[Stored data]
────────────────────────────────────────

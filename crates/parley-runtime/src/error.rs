//! Runtime error types.

use thiserror::Error;

use crate::config::ConfigError;
use crate::source::SourceError;

/// Errors that can occur during runtime operations.
#[derive(Error, Debug)]
pub enum RuntimeError {
    /// Loading or validating the configuration failed.
    #[error(transparent)]
    Config(#[from] ConfigError),

    /// The update source failed.
    #[error("Update source error: {0}")]
    Source(#[from] SourceError),

    /// Registering a shutdown signal listener failed.
    #[error("Failed to listen for shutdown signal: {0}")]
    Signal(#[source] std::io::Error),
}

/// Result type for runtime operations.
pub type RuntimeResult<T> = Result<T, RuntimeError>;
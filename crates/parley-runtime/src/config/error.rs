//! Configuration error types.

use std::path::PathBuf;
use thiserror::Error;

/// Errors that can occur during configuration loading and validation.
#[derive(Error, Debug)]
pub enum ConfigError {
    /// File not found at the specified path.
    #[error("Configuration file not found: {0}")]
    FileNotFound(PathBuf),

    /// The sources could not be merged or extracted.
    #[error("Failed to parse configuration: {0}")]
    ParseError(String),

    /// Invalid configuration value.
    #[error("Invalid configuration: {message}")]
    ValidationError { message: String },

    /// `polling.allowed_updates` names an update kind that does not exist.
    #[error("Unknown update kind in allowed_updates: {0}")]
    UnknownUpdateKind(String),
}

impl ConfigError {
    /// Creates a validation error with the given message.
    pub fn validation(message: impl Into<String>) -> Self {
        Self::ValidationError {
            message: message.into(),
        }
    }
}

/// Result type for configuration operations.
pub type ConfigResult<T> = Result<T, ConfigError>;
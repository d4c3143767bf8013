//! Error types for the core update model.

use thiserror::Error;

/// Returned when a payload of one type is requested from an update that
/// carries a different variant.
#[derive(Debug, Clone, PartialEq, Eq, Error)]
pub enum PayloadError {
    /// The update does not carry the requested payload variant.
    #[error("payload mismatch: expected '{expected}', got '{got}'")]
    Mismatch {
        /// Name of the requested payload type.
        expected: &'static str,
        /// Kind name of the update that was inspected.
        got: String,
    },
}

/// Returned by [`UpdateKind::from_str`](crate::UpdateKind) for names that are
/// not one of the recognised update kinds.
#[derive(Debug, Clone, PartialEq, Eq, Error)]
#[error("unknown update kind: '{0}'")]
pub struct UnknownUpdateKind(pub String);

/// Errors raised while decoding an update from its JSON form.
#[derive(Debug, Error)]
pub enum DecodeError {
    /// The update object carried no payload field besides `update_id`.
    #[error("update {update_id} carries no payload")]
    EmptyUpdate {
        /// Identifier of the offending update.
        update_id: i64,
    },

    /// A recognised payload failed to decode.
    #[error("failed to decode '{kind}' payload: {source}")]
    Payload {
        /// Kind name of the payload.
        kind: &'static str,
        /// Underlying JSON error.
        #[source]
        source: serde_json::Error,
    },
}

/// Result type for payload extraction.
pub type PayloadResult<T> = Result<T, PayloadError>;
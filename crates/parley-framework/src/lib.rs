//! # Parley Framework
//!
//! Update routing for chat bots, with conversational continuations.
//!
//! This layer provides:
//! - [`Filter`]s: composable payload predicates that can capture metadata
//! - [`Handler`]s: tagged, prioritised async bodies bound to one update kind
//! - Continuations: a handler asks for "the next update from this user" to be
//!   routed to a specific handler, without any conversation-state store
//! - An exception chain that observes every routing error
//! - [`Processor`]s deciding whether updates are routed one at a time or
//!   concurrently
//!
//! Everything hangs off a [`Dispatcher`], which can be created as many times
//! per process as needed; nothing is global.

pub mod context;
pub mod continuation;
pub mod dispatcher;
pub mod error;
pub mod exception;
pub mod filter;
pub mod filters;
pub mod handler;
pub mod key;
pub mod processor;
pub mod shared;

pub use context::Context;
pub use continuation::{
    Batch, BatchId, ContinuationRegistry, ContinueWith, DEFAULT_MAX_PENDING, DEFAULT_TTL, Match,
    Registration, ScanError,
};
pub use dispatcher::{DispatchReport, Dispatcher, DispatcherBuilder, Route};
pub use error::{BoxError, DispatchError, KeyError, RegistrationError};
pub use exception::{ErrorContext, ErrorMatch, ExceptionHandler};
pub use filter::{Evaluation, Filter, Metadata};
pub use handler::{
    BoxFuture, BoxedHandler, ErasedHandler, Flow, Handler, IntoFlow, Invocation, Outcome,
};
pub use key::{
    BoxedKey, CallbackQueryKeys, CallbackQueryMessageId, CallbackQuerySenderId, DynKey, Key,
    KeyBuilder, KeyResolver, MessageChatId, MessageKeys, MessageSenderId,
};
pub use processor::{ParallelProcessor, Processor, SequentialProcessor};
pub use shared::SharedData;

/// Prelude for common imports.
pub mod prelude {
    pub use super::filters::{callback_query, message};
    pub use super::{
        CallbackQuerySenderId, Context, ContinueWith, DispatchError, Dispatcher, ErrorContext,
        Filter, Flow, Handler, KeyBuilder, MessageSenderId, Metadata, ParallelProcessor,
        SequentialProcessor,
    };
    pub use parley_core::prelude::*;
}
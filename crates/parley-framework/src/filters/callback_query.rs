//! Filters over [`CallbackQuery`] payloads.

use parley_core::CallbackQuery;
use regex::Regex;

use super::capture_into;
use crate::filter::Filter;

/// Matches every callback query.
pub fn any() -> Filter<CallbackQuery> {
    Filter::new(|_: &CallbackQuery| true)
}

/// Matches queries that carry button data.
pub fn data() -> Filter<CallbackQuery> {
    Filter::new(|q: &CallbackQuery| q.data.is_some())
}

/// Matches queries whose data equals `value`.
pub fn data_equals(value: impl Into<String>) -> Filter<CallbackQuery> {
    let value = value.into();
    Filter::new(move |q: &CallbackQuery| q.data.as_deref() == Some(value.as_str()))
}

/// Matches queries whose data starts with `prefix`.
///
/// The remainder after the prefix is recorded under `rest`.
pub fn data_prefix(prefix: impl Into<String>) -> Filter<CallbackQuery> {
    let prefix = prefix.into();
    Filter::capture(move |q: &CallbackQuery, meta| {
        match q.data.as_deref().and_then(|d| d.strip_prefix(prefix.as_str())) {
            Some(rest) => {
                meta.insert("rest", rest);
                true
            }
            None => false,
        }
    })
}

/// Matches queries whose data matches `pattern`.
pub fn regex(pattern: &str) -> Result<Filter<CallbackQuery>, regex::Error> {
    Ok(matches(Regex::new(pattern)?))
}

/// Like [`regex`], with an already compiled expression.
pub fn matches(re: Regex) -> Filter<CallbackQuery> {
    Filter::capture(move |q: &CallbackQuery, meta| {
        q.data
            .as_deref()
            .is_some_and(|data| capture_into(&re, data, meta))
    })
}
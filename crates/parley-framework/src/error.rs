//! Error types for the Parley framework.
//!
//! Two families live here. [`RegistrationError`] is returned synchronously
//! while wiring handlers and continuations. [`DispatchError`] is produced
//! during routing and never escapes [`Dispatcher::dispatch`]; it is handed
//! to the exception chain instead.
//!
//! [`Dispatcher::dispatch`]: crate::Dispatcher::dispatch

use std::error::Error as StdError;

use parley_core::{PayloadError, UpdateKind};
use thiserror::Error;

/// A boxed, thread-safe error returned by handler bodies.
pub type BoxError = Box<dyn StdError + Send + Sync + 'static>;

/// Errors raised while registering handlers or continuations.
#[derive(Debug, Clone, PartialEq, Eq, Error)]
pub enum RegistrationError {
    /// A handler with the same tag already exists for this update kind.
    #[error("handler tag '{tag}' is already registered for '{kind}' updates")]
    DuplicateTag {
        /// Update kind of the rejected handler.
        kind: UpdateKind,
        /// The conflicting tag.
        tag: String,
    },

    /// Handler tags must be non-empty.
    #[error("handler tag must not be empty")]
    EmptyTag,

    /// A continuation names a handler that does not exist.
    #[error("no '{kind}' handler is registered under tag '{tag}'")]
    UnknownTarget {
        /// Update kind the continuation waits for.
        kind: UpdateKind,
        /// Tag of the missing handler.
        tag: String,
    },

    /// A continuation batch was requested with no registrations.
    #[error("a continuation batch needs at least one registration")]
    EmptyBatch,
}

/// Errors raised while resolving a continuation key against an update.
#[derive(Debug, Clone, PartialEq, Eq, Error)]
pub enum KeyError {
    /// The update does not carry the payload the key reads.
    #[error(transparent)]
    PayloadMismatch(#[from] PayloadError),

    /// The payload lacks the field the key reads.
    #[error("payload has no {what}")]
    Missing {
        /// Name of the missing field.
        what: &'static str,
    },
}

/// Errors produced while routing a single update.
#[derive(Debug, Error)]
pub enum DispatchError {
    /// The update carries a payload kind the dispatcher does not know.
    #[error("unknown update type '{0}'")]
    UnknownUpdateType(String),

    /// A handler's payload type does not match the update it was offered.
    #[error(transparent)]
    Payload(#[from] PayloadError),

    /// A continuation key failed to resolve.
    #[error("continuation key for '{target}' failed: {source}")]
    Key {
        /// Target tag of the continuation being matched.
        target: String,
        #[source]
        source: KeyError,
    },

    /// A handler body returned an error.
    #[error("handler '{tag}' for '{kind}' failed: {source}")]
    Handler {
        kind: UpdateKind,
        tag: String,
        #[source]
        source: BoxError,
    },

    /// A handler body panicked.
    #[error("handler '{tag}' for '{kind}' panicked: {message}")]
    Panicked {
        kind: UpdateKind,
        tag: String,
        message: String,
    },
}

impl DispatchError {
    /// Returns the tag of the handler that failed, if a handler was involved.
    pub fn handler_tag(&self) -> Option<&str> {
        match self {
            Self::Handler { tag, .. } | Self::Panicked { tag, .. } => Some(tag),
            Self::Key { target, .. } => Some(target),
            _ => None,
        }
    }

    /// Returns the error the failing party actually raised.
    ///
    /// For handler failures this is the body's own error, for key and
    /// payload failures the resolver's error. Otherwise it is the dispatch
    /// error itself.
    pub fn raised(&self) -> &(dyn StdError + 'static) {
        match self {
            Self::Handler { source, .. } => source.as_ref(),
            Self::Key { source, .. } => source,
            Self::Payload(source) => source,
            other => other,
        }
    }

    /// Iterates over this error followed by its `source()` chain.
    pub fn chain(&self) -> impl Iterator<Item = &(dyn StdError + 'static)> {
        let first: &(dyn StdError + 'static) = self;
        std::iter::successors(Some(first), |&err| err.source())
    }
}
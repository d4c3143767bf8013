//! # Parley Core
//!
//! Value objects shared by every Parley crate.
//!
//! This crate knows nothing about routing. It defines what an inbound event
//! looks like and how a handler gets at the part it cares about:
//!
//! - **Updates**: the [`Update`] union, its [`UpdateKind`] discriminant and
//!   the [`UpdatePayload`] variants
//! - **Platform types**: [`Message`], [`CallbackQuery`], [`User`], [`Chat`]
//! - **Extraction**: the [`FromUpdate`] trait, used by handlers and key
//!   resolvers to borrow a typed payload out of an update
//!
//! ## Example
//!
//! ```rust
//! use parley_core::{Chat, FromUpdate, Message, Update, User};
//!
//! let update = Update::message(
//!     1,
//!     Message::from_text(10, Chat::private(42), Some(User::new(42, "ann")), "hi"),
//! );
//!
//! let msg = Message::from_update(&update).unwrap();
//! assert_eq!(msg.sender_id(), Some(42));
//! ```

pub mod error;
pub mod types;
pub mod update;

pub use error::{DecodeError, PayloadError, PayloadResult, UnknownUpdateKind};
pub use types::{CallbackQuery, Chat, ChatType, Message, User};
pub use update::{FromUpdate, Update, UpdateKind, UpdatePayload};

/// Prelude for common imports.
pub mod prelude {
    pub use super::types::*;
    pub use super::update::{FromUpdate, Update, UpdateKind, UpdatePayload};
}
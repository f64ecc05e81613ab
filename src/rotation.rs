//! Selection of the physical file a record is written to.
//!
//! Files live flat in one base directory:
//!
//! ```text
//! data/
//! ├── request-2025-01-14.log      # daily strategy
//! ├── request-2025-01-15.log
//! ├── request-2025-01-15-0.log    # size strategy, first file of the day
//! └── request-2025-01-15-1.log
//! ```
//!
//! Each strategy keeps its cursor (current file, bucket, size sequence)
//! behind one mutex, so deciding to roll over and creating the next file
//! happen as a single step.

use crate::config::{RequestLoggingConfig, StrategyKind};
use crate::record::LogRecord;
use chrono::{Local, NaiveDate};
use parking_lot::Mutex;
use std::fs::{self, OpenOptions};
use std::io;
use std::path::{Path, PathBuf};
use std::sync::Arc;
use std::time::SystemTime;
use tracing::{debug, warn};

const FILE_PREFIX: &str = "request-";
const FILE_SUFFIX: &str = ".log";
const DATE_FORMAT: &str = "%Y-%m-%d";

/// Error type returned by rotation strategies.
#[derive(thiserror::Error, Debug)]
pub enum RotationError {
    #[error("rotation strategy used before init")]
    NotInitialized,

    #[error("failed to create log directory {path}: {source}")]
    CreateDir {
        path: PathBuf,
        #[source]
        source: io::Error,
    },

    #[error("failed to open log file {path}: {source}")]
    Open {
        path: PathBuf,
        #[source]
        source: io::Error,
    },
}

/// Source of "today" for bucket selection.
pub trait Clock: Send + Sync {
    fn today(&self) -> NaiveDate;
}

/// Calendar date in the system local zone.
#[derive(Debug, Clone, Copy, Default)]
pub struct SystemClock;

impl Clock for SystemClock {
    fn today(&self) -> NaiveDate {
        Local::now().date_naive()
    }
}

/// Rotation bucket a file belongs to.
#[derive(Debug, Clone, Copy, PartialEq, Eq)]
pub enum Bucket {
    Daily(NaiveDate),
    Sized { date: NaiveDate, seq: u32 },
}

/// Handle to the file currently selected by a strategy.
///
/// The same `Arc<LogFile>` is handed out for as long as the bucket does not
/// change, so `Arc::ptr_eq` tells whether two calls landed on the same file.
#[derive(Debug, PartialEq, Eq)]
pub struct LogFile {
    path: PathBuf,
    bucket: Bucket,
}

impl LogFile {
    pub fn path(&self) -> &Path {
        &self.path
    }

    pub fn bucket(&self) -> Bucket {
        self.bucket
    }
}

/// Pluggable policy deciding which file a record belongs to.
pub trait RotationStrategy: Send + Sync {
    /// Name used in configuration (`daily`, `size`).
    fn name(&self) -> &'static str;

    /// Bind the strategy to `base_dir`, creating it if missing.
    fn init(&mut self, base_dir: &Path) -> Result<(), RotationError>;

    /// File the given record should be appended to. Rolls over, and then
    /// runs [`cleanup`](Self::cleanup), when the bucket changes.
    fn file_for(&self, record: &LogRecord) -> Result<Arc<LogFile>, RotationError>;

    /// Delete the oldest matching files beyond the retention count.
    /// Failures are logged, never returned.
    fn cleanup(&self);
}

/// Build the strategy named by `log-file-strategy`.
pub fn strategy_from_config(
    config: &RequestLoggingConfig,
    clock: Arc<dyn Clock>,
) -> Box<dyn RotationStrategy> {
    match config.strategy_kind() {
        StrategyKind::Daily => Box::new(DailyRollingStrategy::new(config.max_history, clock)),
        StrategyKind::Size => Box::new(SizeBasedRollingStrategy::new(
            config.max_file_size_bytes(),
            config.max_files,
            clock,
        )),
    }
}

/// One file per calendar day: `request-<date>.log`.
pub struct DailyRollingStrategy {
    max_history: usize,
    clock: Arc<dyn Clock>,
    base_dir: Option<PathBuf>,
    current: Mutex<Option<Arc<LogFile>>>,
}

impl DailyRollingStrategy {
    pub fn new(max_history: usize, clock: Arc<dyn Clock>) -> Self {
        Self {
            max_history,
            clock,
            base_dir: None,
            current: Mutex::new(None),
        }
    }
}

impl RotationStrategy for DailyRollingStrategy {
    fn name(&self) -> &'static str {
        "daily"
    }

    fn init(&mut self, base_dir: &Path) -> Result<(), RotationError> {
        create_dir(base_dir)?;
        self.base_dir = Some(base_dir.to_path_buf());
        Ok(())
    }

    fn file_for(&self, _record: &LogRecord) -> Result<Arc<LogFile>, RotationError> {
        let base_dir = self.base_dir.as_deref().ok_or(RotationError::NotInitialized)?;
        let today = self.clock.today();

        let mut current = self.current.lock();
        if let Some(file) = current.as_ref() {
            if file.bucket == Bucket::Daily(today) {
                return Ok(Arc::clone(file));
            }
        }

        let path = base_dir.join(daily_file_name(today));
        touch(base_dir, &path)?;
        let file = Arc::new(LogFile {
            path,
            bucket: Bucket::Daily(today),
        });
        debug!(path = %file.path.display(), "rolled over to daily request log");
        *current = Some(Arc::clone(&file));

        remove_oldest(base_dir, self.max_history, daily_rank);
        Ok(file)
    }

    fn cleanup(&self) {
        if let Some(base_dir) = &self.base_dir {
            let _guard = self.current.lock();
            remove_oldest(base_dir, self.max_history, daily_rank);
        }
    }
}

/// Numbered files per day, `request-<date>-<seq>.log`, moving to the next
/// sequence once the current file reaches `max_file_size` bytes.
pub struct SizeBasedRollingStrategy {
    max_file_size: u64,
    max_files: usize,
    clock: Arc<dyn Clock>,
    base_dir: Option<PathBuf>,
    current: Mutex<Option<Arc<LogFile>>>,
}

impl SizeBasedRollingStrategy {
    pub fn new(max_file_size: u64, max_files: usize, clock: Arc<dyn Clock>) -> Self {
        Self {
            max_file_size,
            max_files,
            clock,
            base_dir: None,
            current: Mutex::new(None),
        }
    }

    fn open(&self, base_dir: &Path, date: NaiveDate, seq: u32) -> Result<Arc<LogFile>, RotationError> {
        let path = base_dir.join(sized_file_name(date, seq));
        touch(base_dir, &path)?;
        Ok(Arc::new(LogFile {
            path,
            bucket: Bucket::Sized { date, seq },
        }))
    }
}

impl RotationStrategy for SizeBasedRollingStrategy {
    fn name(&self) -> &'static str {
        "size"
    }

    fn init(&mut self, base_dir: &Path) -> Result<(), RotationError> {
        create_dir(base_dir)?;
        self.base_dir = Some(base_dir.to_path_buf());
        Ok(())
    }

    fn file_for(&self, _record: &LogRecord) -> Result<Arc<LogFile>, RotationError> {
        let base_dir = self.base_dir.as_deref().ok_or(RotationError::NotInitialized)?;
        let today = self.clock.today();

        let mut current = self.current.lock();
        let file = match current.as_ref() {
            Some(file) if matches!(file.bucket, Bucket::Sized { date, .. } if date == today) => {
                Arc::clone(file)
            }
            // First use today: resume after the highest sequence already on disk.
            _ => {
                let seq = highest_sequence(base_dir, today).unwrap_or(0);
                let file = self.open(base_dir, today, seq)?;
                debug!(path = %file.path.display(), "switched to sized request log for new day");
                *current = Some(Arc::clone(&file));
                remove_oldest(base_dir, self.max_files, sized_rank);
                file
            }
        };

        let len = fs::metadata(&file.path).map(|m| m.len()).unwrap_or(0);
        if len < self.max_file_size {
            return Ok(file);
        }

        let seq = match file.bucket {
            Bucket::Sized { seq, .. } => seq + 1,
            Bucket::Daily(_) => 0,
        };
        let next = self.open(base_dir, today, seq)?;
        debug!(path = %next.path.display(), "rolled over to next sized request log");
        *current = Some(Arc::clone(&next));

        remove_oldest(base_dir, self.max_files, sized_rank);
        Ok(next)
    }

    fn cleanup(&self) {
        if let Some(base_dir) = &self.base_dir {
            let _guard = self.current.lock();
            remove_oldest(base_dir, self.max_files, sized_rank);
        }
    }
}

pub fn daily_file_name(date: NaiveDate) -> String {
    format!("{FILE_PREFIX}{}{FILE_SUFFIX}", date.format(DATE_FORMAT))
}

pub fn sized_file_name(date: NaiveDate, seq: u32) -> String {
    format!("{FILE_PREFIX}{}-{seq}{FILE_SUFFIX}", date.format(DATE_FORMAT))
}

fn strip_name(name: &str) -> Option<&str> {
    name.strip_prefix(FILE_PREFIX)?.strip_suffix(FILE_SUFFIX)
}

fn parse_daily(name: &str) -> Option<NaiveDate> {
    let stem = strip_name(name)?;
    // Exactly `YYYY-MM-DD`; anything longer is a sized file.
    if stem.len() != 10 {
        return None;
    }
    NaiveDate::parse_from_str(stem, DATE_FORMAT).ok()
}

fn parse_sized(name: &str) -> Option<(NaiveDate, u32)> {
    let stem = strip_name(name)?;
    let (date, seq) = stem.rsplit_once('-')?;
    if date.len() != 10 || seq.is_empty() || !seq.bytes().all(|b| b.is_ascii_digit()) {
        return None;
    }
    Some((NaiveDate::parse_from_str(date, DATE_FORMAT).ok()?, seq.parse().ok()?))
}

fn daily_rank(name: &str) -> Option<(NaiveDate, u32)> {
    parse_daily(name).map(|date| (date, 0))
}

fn sized_rank(name: &str) -> Option<(NaiveDate, u32)> {
    parse_sized(name)
}

fn highest_sequence(base_dir: &Path, date: NaiveDate) -> Option<u32> {
    fs::read_dir(base_dir)
        .ok()?
        .filter_map(Result::ok)
        .filter_map(|entry| parse_sized(&entry.file_name().to_string_lossy()))
        .filter(|(d, _)| *d == date)
        .map(|(_, seq)| seq)
        .max()
}

fn create_dir(dir: &Path) -> Result<(), RotationError> {
    fs::create_dir_all(dir).map_err(|source| RotationError::CreateDir {
        path: dir.to_path_buf(),
        source,
    })
}

/// Make sure `path` exists so the bucket is claimed before anyone writes.
fn touch(base_dir: &Path, path: &Path) -> Result<(), RotationError> {
    create_dir(base_dir)?;
    OpenOptions::new()
        .create(true)
        .append(true)
        .open(path)
        .map(drop)
        .map_err(|source| RotationError::Open {
            path: path.to_path_buf(),
            source,
        })
}

/// Keep the `keep` most recently modified files that `rank` recognises.
///
/// A retention of zero is treated as one: the file just selected is never
/// deleted out from under its writers.
fn remove_oldest(base_dir: &Path, keep: usize, rank: fn(&str) -> Option<(NaiveDate, u32)>) {
    let keep = keep.max(1);
    let entries = match fs::read_dir(base_dir) {
        Ok(entries) => entries,
        Err(e) => {
            warn!(dir = %base_dir.display(), error = %e, "failed to list request log directory");
            return;
        }
    };

    let mut files: Vec<(SystemTime, (NaiveDate, u32), PathBuf)> = entries
        .filter_map(Result::ok)
        .filter_map(|entry| {
            let bucket = rank(&entry.file_name().to_string_lossy())?;
            let modified = entry.metadata().and_then(|m| m.modified()).ok()?;
            Some((modified, bucket, entry.path()))
        })
        .collect();

    if files.len() <= keep {
        return;
    }

    // Oldest first. Timestamps are coarse, so the bucket breaks ties.
    files.sort();
    let excess = files.len() - keep;
    for (_, _, path) in files.into_iter().take(excess) {
        match fs::remove_file(&path) {
            Ok(()) => debug!(path = %path.display(), "removed old request log"),
            Err(e) => warn!(path = %path.display(), error = %e, "failed to delete old request log"),
        }
    }
}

────────────────────────────────────────

Exercise requirements:
Wherever the line holding "loading and validation." falls in the entries above, copy exactly from it through the line holding "Invalid configuration value.", inclusive, and add nothing.

Written solution:
/// Errors that can occur during configuration loading and validation.
#[derive(Error, Debug)]
pub enum ConfigError {
    /// File not found at the specified path.
    #[error("Configuration file not found: {0}")]
    FileNotFound(PathBuf),

    /// The sources could not be merged or extracted.
    #[error("Failed to parse configuration: {0}")]
    ParseError(String),

    /// Invalid configuration value.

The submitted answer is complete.